Another important stage of production is the “washing” of the cheeses. During this phase, it’s man’s hand that contributes to shaping the soul of the cheese.
The cheeses are all washed by hand in brine (a mixture of salt and water). Depending on the type of cheese, the brine is enriched, with Marc de Bourgogne for Epoisses, or with Chablis wine for Plaisir au Chablis.
This operation is repeated between five and ten times, involves several different people and demands a high level of dexterity.
As the cheese goes through its washes, its natural colour is gradually revealed. This colour, which can vary from ivory with orange hints to brick red, develops due to the action of the starter culture (Brevibacterium Linens; small bacteria that develop on the surface, giving the cheese its colour).

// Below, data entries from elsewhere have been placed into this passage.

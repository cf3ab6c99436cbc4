//! Explicit preview extrusion.
//!
//! The fast path for interactive feedback: caps are fanned from the
//! profile centroid, so concave profiles over-cover and holes are not
//! cut. Good enough on screen, never fed to booleans.

use loft_math::{Point2, Point3, Tolerance, Transform};
use loft_mesh::{weld_mesh, SolidMesh};
use loft_sketch::{Profile, Winding};

use crate::error::Result;

/// Fan-capped prism for each profile, swept from `w = 0` to
/// `w = height` in the local frame. Negative heights sweep backward
/// with the winding flipped so normals stay outward.
pub fn extrude_explicit(
    profiles: &[Profile],
    frame: &Transform,
    height: f64,
) -> Result<SolidMesh> {
    let mut mesh = SolidMesh::new();
    let lift = |p: &Point2, w: f64| frame.apply_point(&Point3::new(p.x, p.y, w));

    for profile in profiles {
        let mut profile = profile.clone();
        if profile.winding() == Winding::Cw {
            profile.reverse();
        }
        let centroid = profile.vertex_centroid();
        let n = profile.points.len();

        for i in 0..n {
            let j = (i + 1) % n;
            let (pi, pj) = (profile.points[i], profile.points[j]);
            let c0 = lift(&centroid, 0.0);
            let c1 = lift(&centroid, height);
            let b_i = lift(&pi, 0.0);
            let b_j = lift(&pj, 0.0);
            let t_i = lift(&pi, height);
            let t_j = lift(&pj, height);
            // Bottom cap faces -w, top cap +w
            mesh.push_triangle(c0, b_j, b_i);
            mesh.push_triangle(c1, t_i, t_j);
            // Walls
            mesh.push_triangle(b_i, b_j, t_j);
            mesh.push_triangle(b_i, t_j, t_i);
        }
    }

    if (height < 0.0) != (frame.linear_determinant() < 0.0) {
        mesh.flip_orientation();
    }
    Ok(weld_mesh(&mesh, Tolerance::DEFAULT.linear))
}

The use of colourants is forbidden, so the appearance of the colouration is entirely natural.
When these processes are completed, the “maturing” of the cheese begins.
It takes between 3 and 6 weeks, with a legal minimum of 29 days for the Epoisses cheese. This maturing takes place in special rooms where the temperature and humidity are strictly controlled (where we have recreated the natural atmosphere of our cellars: cool, damp and airy).
During this period, the natural enzymes and cultures encourage the aromas and colours of each variety of cheese to develop naturally.